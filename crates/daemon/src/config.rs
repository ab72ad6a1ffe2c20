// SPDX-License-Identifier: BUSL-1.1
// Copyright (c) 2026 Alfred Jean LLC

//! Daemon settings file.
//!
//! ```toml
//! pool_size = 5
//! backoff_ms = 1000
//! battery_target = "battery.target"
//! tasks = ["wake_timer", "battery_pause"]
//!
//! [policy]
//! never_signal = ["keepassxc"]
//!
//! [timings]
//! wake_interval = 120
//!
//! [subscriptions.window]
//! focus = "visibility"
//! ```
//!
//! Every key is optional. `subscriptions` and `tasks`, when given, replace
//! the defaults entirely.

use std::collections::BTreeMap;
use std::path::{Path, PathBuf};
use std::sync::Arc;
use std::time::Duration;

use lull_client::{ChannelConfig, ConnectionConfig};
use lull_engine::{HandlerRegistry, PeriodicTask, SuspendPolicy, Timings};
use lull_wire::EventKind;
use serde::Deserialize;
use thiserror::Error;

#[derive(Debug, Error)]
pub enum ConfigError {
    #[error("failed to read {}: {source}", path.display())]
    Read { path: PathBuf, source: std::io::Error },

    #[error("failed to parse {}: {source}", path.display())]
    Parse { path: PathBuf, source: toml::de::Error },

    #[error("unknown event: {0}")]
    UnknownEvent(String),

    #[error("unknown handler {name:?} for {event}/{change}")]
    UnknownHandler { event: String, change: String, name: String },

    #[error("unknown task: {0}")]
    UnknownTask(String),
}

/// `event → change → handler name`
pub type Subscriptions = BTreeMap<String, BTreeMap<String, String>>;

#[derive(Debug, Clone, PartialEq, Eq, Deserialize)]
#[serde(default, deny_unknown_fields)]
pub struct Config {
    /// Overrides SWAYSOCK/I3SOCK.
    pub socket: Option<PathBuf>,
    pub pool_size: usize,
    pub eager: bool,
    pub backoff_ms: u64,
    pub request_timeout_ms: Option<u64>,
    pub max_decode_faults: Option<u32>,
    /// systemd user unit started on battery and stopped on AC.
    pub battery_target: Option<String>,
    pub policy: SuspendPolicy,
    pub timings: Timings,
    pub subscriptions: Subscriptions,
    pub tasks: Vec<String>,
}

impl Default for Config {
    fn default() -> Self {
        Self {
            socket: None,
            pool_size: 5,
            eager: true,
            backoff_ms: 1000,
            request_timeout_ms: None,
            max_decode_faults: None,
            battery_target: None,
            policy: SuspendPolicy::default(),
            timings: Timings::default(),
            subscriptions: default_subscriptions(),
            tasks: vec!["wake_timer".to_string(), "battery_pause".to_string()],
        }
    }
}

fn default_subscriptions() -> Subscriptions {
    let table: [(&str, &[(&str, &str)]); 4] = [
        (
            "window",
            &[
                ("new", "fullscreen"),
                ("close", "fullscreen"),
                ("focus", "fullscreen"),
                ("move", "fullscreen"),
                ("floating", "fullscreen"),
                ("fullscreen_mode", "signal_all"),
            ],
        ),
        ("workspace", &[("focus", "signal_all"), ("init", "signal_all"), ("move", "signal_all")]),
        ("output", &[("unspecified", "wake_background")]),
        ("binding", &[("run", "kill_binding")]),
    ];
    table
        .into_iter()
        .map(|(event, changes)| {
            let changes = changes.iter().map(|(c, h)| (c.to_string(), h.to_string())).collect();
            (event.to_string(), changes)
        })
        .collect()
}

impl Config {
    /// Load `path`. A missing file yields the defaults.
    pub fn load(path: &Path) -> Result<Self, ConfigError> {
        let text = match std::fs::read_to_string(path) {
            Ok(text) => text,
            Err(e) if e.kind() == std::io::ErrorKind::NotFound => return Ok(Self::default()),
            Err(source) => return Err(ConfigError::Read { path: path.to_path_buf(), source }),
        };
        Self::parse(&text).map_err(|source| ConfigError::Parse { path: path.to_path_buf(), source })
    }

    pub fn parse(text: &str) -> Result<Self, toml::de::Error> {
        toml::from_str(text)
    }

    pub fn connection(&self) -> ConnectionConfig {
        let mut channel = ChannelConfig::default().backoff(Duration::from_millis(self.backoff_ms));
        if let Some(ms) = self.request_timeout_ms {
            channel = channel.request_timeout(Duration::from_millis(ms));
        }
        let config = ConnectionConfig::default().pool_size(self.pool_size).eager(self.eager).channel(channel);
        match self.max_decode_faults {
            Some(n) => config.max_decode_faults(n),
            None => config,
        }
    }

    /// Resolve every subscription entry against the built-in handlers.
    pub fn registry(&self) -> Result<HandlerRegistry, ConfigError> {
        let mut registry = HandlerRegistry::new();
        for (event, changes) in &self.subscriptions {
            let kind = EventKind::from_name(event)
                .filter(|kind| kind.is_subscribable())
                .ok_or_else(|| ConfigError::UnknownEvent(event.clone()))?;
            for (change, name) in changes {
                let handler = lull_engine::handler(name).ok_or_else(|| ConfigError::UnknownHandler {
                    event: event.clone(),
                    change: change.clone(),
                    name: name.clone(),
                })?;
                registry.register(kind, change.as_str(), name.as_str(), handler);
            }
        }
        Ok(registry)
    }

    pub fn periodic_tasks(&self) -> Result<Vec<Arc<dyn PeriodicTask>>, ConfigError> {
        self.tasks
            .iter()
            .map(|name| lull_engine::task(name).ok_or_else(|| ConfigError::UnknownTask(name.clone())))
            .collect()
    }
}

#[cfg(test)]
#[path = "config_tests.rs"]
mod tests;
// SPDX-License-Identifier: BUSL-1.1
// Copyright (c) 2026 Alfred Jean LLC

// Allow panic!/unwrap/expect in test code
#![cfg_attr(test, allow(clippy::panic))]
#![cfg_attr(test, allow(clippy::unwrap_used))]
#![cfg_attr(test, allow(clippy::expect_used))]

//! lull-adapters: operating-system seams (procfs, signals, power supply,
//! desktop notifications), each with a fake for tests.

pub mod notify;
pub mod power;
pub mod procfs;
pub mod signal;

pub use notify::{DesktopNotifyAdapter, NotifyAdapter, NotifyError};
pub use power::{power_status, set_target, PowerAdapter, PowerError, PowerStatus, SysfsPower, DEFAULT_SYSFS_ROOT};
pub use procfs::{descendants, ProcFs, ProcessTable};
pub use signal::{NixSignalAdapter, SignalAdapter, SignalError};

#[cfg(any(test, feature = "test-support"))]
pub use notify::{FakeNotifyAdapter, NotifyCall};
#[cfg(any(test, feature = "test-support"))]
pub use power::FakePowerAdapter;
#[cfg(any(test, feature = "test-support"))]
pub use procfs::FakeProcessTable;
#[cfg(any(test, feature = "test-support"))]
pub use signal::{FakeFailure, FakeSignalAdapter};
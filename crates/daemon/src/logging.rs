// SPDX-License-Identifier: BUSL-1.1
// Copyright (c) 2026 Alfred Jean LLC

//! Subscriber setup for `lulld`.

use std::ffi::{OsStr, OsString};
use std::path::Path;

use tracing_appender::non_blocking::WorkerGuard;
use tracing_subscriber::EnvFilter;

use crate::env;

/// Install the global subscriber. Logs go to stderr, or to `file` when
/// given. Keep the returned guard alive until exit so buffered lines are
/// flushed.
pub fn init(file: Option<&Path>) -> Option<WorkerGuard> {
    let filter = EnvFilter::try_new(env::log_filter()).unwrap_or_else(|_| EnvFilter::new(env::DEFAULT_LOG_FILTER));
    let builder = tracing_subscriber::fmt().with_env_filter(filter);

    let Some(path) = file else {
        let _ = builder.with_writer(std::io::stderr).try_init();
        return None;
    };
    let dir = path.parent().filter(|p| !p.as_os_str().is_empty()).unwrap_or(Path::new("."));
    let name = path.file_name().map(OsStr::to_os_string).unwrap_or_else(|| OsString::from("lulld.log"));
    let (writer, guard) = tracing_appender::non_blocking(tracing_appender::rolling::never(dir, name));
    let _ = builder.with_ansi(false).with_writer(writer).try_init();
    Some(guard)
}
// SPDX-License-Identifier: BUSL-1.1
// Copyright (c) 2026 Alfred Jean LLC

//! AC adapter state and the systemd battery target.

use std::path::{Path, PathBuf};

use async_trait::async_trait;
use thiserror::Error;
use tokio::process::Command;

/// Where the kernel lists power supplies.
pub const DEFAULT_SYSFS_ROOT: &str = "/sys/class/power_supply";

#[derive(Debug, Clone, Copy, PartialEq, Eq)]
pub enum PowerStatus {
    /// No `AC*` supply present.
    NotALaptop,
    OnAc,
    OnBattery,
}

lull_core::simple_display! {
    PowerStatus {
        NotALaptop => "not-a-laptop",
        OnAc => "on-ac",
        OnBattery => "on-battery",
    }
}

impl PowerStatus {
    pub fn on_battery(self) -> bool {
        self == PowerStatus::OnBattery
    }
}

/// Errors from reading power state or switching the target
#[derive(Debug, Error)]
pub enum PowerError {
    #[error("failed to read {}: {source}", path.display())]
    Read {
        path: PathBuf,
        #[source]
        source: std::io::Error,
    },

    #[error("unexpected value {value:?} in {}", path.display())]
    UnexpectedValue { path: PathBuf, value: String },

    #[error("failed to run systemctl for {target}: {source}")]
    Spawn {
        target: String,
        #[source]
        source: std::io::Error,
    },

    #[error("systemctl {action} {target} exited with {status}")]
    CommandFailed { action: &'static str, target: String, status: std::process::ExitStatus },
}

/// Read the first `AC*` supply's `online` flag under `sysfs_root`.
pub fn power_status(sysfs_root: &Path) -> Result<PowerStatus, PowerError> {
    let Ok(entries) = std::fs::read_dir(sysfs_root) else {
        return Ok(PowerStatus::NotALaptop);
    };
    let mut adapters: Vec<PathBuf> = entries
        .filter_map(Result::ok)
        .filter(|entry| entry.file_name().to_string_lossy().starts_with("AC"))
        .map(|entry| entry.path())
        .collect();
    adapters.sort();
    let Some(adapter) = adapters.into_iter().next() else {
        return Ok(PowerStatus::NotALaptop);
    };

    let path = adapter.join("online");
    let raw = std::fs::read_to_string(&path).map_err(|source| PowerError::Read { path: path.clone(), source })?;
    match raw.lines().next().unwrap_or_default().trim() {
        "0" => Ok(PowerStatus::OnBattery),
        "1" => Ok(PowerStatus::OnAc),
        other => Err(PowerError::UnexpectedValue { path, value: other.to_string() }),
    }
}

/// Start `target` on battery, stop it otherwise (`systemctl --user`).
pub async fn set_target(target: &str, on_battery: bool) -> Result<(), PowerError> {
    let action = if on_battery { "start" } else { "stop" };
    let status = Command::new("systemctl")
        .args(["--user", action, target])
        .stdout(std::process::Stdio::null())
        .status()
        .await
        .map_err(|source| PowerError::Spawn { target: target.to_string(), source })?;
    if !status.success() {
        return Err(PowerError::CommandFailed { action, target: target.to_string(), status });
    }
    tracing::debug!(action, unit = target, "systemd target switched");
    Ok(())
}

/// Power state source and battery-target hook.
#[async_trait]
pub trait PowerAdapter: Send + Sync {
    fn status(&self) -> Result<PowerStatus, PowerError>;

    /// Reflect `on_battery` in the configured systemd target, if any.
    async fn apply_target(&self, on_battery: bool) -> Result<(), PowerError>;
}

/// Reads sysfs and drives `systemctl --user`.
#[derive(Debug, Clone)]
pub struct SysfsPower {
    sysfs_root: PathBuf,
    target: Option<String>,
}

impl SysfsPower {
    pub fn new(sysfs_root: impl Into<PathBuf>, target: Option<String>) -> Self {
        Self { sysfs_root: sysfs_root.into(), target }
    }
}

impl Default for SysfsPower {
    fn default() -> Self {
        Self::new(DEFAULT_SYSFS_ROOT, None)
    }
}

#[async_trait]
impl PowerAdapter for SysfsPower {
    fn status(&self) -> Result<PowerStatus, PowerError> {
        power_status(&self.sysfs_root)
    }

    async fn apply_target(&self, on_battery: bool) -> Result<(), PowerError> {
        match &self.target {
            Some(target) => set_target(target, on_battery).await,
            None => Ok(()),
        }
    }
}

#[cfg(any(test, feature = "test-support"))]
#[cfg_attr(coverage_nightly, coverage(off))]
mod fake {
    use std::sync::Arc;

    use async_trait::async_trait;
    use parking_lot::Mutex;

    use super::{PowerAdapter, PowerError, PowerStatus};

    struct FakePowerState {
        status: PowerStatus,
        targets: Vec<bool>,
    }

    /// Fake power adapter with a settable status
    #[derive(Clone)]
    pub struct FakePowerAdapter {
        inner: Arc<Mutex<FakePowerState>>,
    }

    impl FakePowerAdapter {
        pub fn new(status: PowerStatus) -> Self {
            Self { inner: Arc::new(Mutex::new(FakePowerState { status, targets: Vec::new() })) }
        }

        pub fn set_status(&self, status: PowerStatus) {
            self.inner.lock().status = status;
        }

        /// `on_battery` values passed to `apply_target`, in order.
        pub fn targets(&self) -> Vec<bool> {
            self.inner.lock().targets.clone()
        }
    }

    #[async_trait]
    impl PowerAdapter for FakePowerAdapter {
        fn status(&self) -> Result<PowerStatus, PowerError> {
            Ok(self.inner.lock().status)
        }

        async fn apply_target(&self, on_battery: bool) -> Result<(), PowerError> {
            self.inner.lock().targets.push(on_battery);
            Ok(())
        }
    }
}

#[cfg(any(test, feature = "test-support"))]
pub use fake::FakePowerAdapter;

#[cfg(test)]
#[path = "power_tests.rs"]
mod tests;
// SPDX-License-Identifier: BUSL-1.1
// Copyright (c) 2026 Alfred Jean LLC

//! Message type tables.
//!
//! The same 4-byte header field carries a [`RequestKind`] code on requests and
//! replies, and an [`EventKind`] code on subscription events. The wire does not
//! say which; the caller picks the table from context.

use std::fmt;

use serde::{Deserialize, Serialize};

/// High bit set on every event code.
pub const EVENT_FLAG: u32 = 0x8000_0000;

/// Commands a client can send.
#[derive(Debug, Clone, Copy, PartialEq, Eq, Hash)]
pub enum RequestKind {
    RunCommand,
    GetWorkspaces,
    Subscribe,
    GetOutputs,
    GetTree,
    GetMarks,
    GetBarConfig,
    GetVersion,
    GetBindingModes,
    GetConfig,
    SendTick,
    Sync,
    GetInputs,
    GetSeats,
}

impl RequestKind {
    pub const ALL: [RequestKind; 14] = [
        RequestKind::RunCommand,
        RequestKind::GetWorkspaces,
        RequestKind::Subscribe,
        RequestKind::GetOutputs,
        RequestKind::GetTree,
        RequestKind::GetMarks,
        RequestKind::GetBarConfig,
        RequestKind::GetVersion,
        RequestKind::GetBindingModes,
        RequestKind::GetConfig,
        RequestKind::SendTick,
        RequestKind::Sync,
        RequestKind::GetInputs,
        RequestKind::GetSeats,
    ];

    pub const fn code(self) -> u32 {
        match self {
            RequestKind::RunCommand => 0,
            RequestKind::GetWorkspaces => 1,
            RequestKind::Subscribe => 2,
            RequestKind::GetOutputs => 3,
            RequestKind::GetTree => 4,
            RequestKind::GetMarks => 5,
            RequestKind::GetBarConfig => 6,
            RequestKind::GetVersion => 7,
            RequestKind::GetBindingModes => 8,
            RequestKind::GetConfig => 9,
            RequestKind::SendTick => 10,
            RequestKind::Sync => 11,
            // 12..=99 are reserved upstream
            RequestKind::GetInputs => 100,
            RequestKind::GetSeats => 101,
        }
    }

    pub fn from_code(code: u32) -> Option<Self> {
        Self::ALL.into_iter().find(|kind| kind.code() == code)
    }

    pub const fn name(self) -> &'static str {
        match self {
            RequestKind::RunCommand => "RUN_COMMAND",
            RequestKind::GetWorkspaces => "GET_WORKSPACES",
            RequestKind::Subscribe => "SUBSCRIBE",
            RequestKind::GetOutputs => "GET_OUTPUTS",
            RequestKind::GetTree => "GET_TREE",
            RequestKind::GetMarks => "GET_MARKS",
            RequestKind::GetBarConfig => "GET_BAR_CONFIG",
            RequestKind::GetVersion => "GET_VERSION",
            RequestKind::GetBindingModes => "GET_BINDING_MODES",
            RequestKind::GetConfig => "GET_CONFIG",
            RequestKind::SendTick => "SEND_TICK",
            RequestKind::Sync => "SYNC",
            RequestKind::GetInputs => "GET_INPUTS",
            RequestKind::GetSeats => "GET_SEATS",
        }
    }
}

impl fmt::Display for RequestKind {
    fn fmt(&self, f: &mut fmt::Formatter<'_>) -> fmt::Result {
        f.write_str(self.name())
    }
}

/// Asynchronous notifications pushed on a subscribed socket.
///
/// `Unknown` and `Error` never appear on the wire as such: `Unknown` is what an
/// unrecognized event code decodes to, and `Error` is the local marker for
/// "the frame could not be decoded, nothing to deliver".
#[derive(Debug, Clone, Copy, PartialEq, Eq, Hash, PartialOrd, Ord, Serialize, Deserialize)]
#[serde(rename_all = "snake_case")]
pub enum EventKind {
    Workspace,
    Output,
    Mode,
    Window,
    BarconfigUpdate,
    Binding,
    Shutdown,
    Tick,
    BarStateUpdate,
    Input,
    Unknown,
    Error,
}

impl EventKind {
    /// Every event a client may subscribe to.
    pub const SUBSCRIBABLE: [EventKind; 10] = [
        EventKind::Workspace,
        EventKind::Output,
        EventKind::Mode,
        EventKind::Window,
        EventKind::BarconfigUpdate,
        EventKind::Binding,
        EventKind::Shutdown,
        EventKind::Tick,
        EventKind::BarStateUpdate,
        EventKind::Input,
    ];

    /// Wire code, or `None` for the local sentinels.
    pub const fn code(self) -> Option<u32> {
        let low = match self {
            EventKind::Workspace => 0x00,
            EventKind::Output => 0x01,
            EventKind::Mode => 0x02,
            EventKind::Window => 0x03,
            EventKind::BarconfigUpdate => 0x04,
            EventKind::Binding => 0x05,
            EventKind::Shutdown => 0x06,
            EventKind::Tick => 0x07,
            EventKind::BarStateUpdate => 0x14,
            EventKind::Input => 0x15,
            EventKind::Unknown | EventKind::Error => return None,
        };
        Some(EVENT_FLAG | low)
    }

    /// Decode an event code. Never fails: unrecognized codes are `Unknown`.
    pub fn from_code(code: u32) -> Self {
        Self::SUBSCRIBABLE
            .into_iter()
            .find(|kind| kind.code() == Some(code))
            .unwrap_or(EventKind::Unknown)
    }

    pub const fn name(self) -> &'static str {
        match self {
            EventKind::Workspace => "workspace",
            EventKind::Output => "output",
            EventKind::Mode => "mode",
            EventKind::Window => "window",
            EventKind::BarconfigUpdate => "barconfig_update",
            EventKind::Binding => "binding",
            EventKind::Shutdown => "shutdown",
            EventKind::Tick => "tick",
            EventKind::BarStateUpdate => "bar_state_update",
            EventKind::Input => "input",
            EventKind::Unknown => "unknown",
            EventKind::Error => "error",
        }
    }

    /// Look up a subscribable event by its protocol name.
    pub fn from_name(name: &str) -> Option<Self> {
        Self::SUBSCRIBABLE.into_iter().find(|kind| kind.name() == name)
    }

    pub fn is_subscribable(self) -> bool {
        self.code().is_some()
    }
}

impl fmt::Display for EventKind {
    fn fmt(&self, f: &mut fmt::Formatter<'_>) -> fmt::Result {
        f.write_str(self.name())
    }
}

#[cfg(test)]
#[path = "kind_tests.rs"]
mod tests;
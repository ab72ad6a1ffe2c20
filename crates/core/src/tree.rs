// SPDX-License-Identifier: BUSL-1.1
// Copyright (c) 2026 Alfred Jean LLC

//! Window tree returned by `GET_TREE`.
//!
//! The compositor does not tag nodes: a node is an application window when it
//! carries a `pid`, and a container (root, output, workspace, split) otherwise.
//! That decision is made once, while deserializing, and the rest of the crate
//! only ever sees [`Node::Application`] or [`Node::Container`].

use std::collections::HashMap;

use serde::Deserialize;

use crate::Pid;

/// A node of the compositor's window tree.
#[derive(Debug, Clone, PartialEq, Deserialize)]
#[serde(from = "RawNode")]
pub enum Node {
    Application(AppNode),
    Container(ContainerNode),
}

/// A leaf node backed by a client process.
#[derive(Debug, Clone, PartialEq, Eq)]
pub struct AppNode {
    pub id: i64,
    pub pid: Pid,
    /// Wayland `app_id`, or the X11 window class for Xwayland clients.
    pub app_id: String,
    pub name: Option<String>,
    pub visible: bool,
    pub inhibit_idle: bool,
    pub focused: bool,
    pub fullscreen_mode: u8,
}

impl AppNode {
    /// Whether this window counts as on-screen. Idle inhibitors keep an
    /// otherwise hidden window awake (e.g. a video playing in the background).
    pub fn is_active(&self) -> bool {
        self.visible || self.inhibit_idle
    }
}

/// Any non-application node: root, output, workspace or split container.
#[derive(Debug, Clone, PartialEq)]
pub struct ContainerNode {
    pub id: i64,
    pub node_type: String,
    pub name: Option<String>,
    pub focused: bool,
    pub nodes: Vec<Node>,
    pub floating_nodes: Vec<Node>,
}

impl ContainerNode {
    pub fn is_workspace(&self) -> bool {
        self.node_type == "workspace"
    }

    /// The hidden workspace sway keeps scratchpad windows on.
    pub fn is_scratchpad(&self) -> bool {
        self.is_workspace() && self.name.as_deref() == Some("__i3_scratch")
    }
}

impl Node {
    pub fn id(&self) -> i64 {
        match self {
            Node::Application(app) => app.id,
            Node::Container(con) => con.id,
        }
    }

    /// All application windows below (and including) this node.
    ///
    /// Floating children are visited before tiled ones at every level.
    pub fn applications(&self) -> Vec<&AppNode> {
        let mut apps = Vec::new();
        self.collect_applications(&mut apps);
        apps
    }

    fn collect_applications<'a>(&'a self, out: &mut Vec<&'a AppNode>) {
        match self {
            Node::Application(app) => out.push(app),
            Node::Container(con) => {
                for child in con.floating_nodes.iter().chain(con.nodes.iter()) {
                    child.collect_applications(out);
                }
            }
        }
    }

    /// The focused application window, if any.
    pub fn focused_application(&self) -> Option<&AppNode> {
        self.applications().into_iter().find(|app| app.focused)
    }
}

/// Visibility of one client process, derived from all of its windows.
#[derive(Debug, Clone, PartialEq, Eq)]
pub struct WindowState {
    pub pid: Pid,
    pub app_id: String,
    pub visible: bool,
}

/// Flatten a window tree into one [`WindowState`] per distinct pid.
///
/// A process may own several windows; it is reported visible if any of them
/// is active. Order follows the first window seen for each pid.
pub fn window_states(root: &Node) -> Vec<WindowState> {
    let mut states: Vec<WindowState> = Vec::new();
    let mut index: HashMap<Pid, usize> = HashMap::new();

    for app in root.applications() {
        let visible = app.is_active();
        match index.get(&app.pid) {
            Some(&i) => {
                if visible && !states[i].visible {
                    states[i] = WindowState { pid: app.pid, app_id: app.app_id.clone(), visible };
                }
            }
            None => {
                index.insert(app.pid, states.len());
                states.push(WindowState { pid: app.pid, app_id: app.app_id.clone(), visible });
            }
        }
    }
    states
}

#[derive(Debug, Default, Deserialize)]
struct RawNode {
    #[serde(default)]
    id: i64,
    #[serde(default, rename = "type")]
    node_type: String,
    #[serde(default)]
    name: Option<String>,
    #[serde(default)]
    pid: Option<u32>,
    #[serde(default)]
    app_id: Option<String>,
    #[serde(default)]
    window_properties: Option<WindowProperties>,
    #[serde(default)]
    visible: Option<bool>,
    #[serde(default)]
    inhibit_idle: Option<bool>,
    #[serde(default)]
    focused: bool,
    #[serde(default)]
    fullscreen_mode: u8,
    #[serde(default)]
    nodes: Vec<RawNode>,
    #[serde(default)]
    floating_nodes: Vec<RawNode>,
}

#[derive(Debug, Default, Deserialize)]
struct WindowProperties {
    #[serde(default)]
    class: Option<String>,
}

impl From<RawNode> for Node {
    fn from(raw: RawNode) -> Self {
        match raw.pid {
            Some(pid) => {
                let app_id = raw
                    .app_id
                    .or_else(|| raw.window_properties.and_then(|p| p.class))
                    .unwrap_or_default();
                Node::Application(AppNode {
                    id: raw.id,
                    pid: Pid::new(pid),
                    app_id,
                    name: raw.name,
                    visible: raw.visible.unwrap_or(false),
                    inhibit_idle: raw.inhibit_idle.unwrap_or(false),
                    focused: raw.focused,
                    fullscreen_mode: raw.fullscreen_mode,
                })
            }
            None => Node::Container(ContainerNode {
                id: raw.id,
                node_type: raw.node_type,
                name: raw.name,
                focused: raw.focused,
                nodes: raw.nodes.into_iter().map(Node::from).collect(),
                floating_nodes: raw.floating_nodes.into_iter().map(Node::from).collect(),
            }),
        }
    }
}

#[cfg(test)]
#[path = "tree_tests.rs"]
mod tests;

····················

**Task prompt**
Using the data above, transcribe the lines that run from the line with "a settable status" to the line with "pub fn new(status: PowerStatus)", both ends kept, and output nothing else.

**Response to this exercise**
    /// Fake power adapter with a settable status
    #[derive(Clone)]
    pub struct FakePowerAdapter {
        inner: Arc<Mutex<FakePowerState>>,
    }

    impl FakePowerAdapter {
        pub fn new(status: PowerStatus) -> Self {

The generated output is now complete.